### [DESCRIPTION OF THE TASK]
The lines to copy run from the one containing "assert!(!strict.nullable);" through the last line of the listing; copy them exactly and nothing more.

★ ★ ★ ★ ★ ★ ★

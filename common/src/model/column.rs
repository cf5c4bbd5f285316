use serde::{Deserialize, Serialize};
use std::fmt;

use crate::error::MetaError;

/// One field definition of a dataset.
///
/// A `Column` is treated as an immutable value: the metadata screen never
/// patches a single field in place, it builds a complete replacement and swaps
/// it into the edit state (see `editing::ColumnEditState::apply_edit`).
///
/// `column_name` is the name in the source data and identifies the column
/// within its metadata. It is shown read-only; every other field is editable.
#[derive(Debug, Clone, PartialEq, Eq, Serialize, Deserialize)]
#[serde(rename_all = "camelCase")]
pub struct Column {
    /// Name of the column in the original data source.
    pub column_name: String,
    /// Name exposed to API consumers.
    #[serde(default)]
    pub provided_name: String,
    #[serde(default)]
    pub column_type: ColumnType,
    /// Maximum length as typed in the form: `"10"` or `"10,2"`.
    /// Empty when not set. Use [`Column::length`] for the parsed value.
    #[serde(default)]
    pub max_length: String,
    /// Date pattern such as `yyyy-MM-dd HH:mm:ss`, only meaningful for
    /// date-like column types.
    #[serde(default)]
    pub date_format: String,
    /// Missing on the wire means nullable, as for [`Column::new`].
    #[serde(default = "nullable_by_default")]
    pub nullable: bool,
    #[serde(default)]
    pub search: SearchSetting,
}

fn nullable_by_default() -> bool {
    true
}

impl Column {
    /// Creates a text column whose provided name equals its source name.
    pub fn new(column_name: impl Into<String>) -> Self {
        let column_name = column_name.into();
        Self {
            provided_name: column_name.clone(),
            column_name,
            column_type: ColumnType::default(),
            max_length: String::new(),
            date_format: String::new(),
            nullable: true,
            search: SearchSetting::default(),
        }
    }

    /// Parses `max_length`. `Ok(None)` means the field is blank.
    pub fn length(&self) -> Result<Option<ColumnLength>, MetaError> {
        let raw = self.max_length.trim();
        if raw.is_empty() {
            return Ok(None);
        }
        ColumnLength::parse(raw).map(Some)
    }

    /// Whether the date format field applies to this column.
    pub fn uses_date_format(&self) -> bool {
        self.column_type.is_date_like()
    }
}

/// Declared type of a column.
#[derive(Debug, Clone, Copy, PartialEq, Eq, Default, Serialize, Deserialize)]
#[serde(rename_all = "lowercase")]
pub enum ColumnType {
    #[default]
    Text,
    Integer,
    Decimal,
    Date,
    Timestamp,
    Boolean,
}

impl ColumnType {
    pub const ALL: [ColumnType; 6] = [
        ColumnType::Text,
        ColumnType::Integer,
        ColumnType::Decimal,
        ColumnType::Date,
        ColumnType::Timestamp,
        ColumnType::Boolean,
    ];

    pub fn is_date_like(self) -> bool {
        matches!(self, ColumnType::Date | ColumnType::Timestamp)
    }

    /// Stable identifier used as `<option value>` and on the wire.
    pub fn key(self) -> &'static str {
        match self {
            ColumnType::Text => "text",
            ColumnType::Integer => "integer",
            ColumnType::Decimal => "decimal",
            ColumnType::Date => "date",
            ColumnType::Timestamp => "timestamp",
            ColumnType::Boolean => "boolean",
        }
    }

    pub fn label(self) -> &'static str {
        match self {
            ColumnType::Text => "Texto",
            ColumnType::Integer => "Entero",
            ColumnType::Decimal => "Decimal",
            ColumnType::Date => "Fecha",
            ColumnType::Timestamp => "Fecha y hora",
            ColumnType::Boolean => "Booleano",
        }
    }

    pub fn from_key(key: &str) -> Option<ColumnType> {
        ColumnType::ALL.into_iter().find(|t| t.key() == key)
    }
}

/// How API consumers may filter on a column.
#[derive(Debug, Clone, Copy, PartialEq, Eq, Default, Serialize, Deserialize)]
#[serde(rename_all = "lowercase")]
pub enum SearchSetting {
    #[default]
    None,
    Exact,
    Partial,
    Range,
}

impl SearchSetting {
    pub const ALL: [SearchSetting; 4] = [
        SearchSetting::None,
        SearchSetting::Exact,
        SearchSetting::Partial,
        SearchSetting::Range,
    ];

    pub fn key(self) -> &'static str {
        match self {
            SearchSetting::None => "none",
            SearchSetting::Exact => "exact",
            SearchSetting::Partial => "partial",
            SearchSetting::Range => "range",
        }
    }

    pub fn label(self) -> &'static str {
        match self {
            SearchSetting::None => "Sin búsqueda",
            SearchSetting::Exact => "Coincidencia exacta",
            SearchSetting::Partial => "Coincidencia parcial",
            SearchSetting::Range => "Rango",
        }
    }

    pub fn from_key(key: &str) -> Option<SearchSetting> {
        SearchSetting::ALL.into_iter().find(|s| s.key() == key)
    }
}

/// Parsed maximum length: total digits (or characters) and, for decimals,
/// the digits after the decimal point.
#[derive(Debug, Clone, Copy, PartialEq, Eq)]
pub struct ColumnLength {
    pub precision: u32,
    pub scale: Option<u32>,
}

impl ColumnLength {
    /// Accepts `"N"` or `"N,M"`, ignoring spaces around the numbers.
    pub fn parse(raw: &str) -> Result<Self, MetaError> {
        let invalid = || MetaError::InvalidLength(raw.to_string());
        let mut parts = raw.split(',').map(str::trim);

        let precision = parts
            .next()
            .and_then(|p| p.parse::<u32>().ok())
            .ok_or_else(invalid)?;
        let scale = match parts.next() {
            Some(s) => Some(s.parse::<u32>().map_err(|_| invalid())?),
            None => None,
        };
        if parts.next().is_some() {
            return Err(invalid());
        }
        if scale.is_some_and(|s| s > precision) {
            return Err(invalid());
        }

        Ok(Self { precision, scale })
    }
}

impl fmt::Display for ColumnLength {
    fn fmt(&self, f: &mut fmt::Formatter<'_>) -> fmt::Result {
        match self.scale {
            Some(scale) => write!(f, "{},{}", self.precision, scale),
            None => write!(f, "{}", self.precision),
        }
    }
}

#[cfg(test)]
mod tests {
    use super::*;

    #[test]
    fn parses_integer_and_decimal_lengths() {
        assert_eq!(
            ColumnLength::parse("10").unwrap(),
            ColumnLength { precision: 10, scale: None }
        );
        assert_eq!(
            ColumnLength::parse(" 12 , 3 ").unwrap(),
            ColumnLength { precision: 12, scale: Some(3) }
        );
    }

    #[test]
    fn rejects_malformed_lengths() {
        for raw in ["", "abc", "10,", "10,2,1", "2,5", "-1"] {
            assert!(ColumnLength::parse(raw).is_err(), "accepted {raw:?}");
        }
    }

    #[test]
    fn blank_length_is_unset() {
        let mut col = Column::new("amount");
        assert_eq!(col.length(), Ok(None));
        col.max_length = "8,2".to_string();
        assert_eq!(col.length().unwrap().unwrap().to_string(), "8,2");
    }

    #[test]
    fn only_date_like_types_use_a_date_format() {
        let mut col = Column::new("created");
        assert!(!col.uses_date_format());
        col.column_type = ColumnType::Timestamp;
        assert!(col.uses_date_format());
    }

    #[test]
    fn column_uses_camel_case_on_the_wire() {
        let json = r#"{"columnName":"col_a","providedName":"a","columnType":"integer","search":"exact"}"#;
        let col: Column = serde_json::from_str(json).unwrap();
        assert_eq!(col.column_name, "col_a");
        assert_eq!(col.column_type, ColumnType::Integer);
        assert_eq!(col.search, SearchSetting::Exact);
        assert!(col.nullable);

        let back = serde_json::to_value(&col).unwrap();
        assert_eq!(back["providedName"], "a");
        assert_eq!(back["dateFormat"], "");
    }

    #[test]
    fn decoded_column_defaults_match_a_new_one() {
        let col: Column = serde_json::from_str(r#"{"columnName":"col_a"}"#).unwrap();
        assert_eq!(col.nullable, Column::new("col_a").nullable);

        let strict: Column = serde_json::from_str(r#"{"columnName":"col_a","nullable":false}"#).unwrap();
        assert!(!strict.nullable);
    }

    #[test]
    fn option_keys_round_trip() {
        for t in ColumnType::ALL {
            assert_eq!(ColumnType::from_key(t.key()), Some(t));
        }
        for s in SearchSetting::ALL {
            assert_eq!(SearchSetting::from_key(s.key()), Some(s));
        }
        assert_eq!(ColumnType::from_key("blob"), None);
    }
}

★ ★ ★ ★ ★ ★ ★

### [SOLUTION FOR THIS TASK]
        assert!(!strict.nullable);
    }

    #[test]
    fn option_keys_round_trip() {
        for t in ColumnType::ALL {
            assert_eq!(ColumnType::from_key(t.key()), Some(t));
        }
        for s in SearchSetting::ALL {
            assert_eq!(SearchSetting::from_key(s.key()), Some(s));
        }
        assert_eq!(ColumnType::from_key("blob"), None);
    }
}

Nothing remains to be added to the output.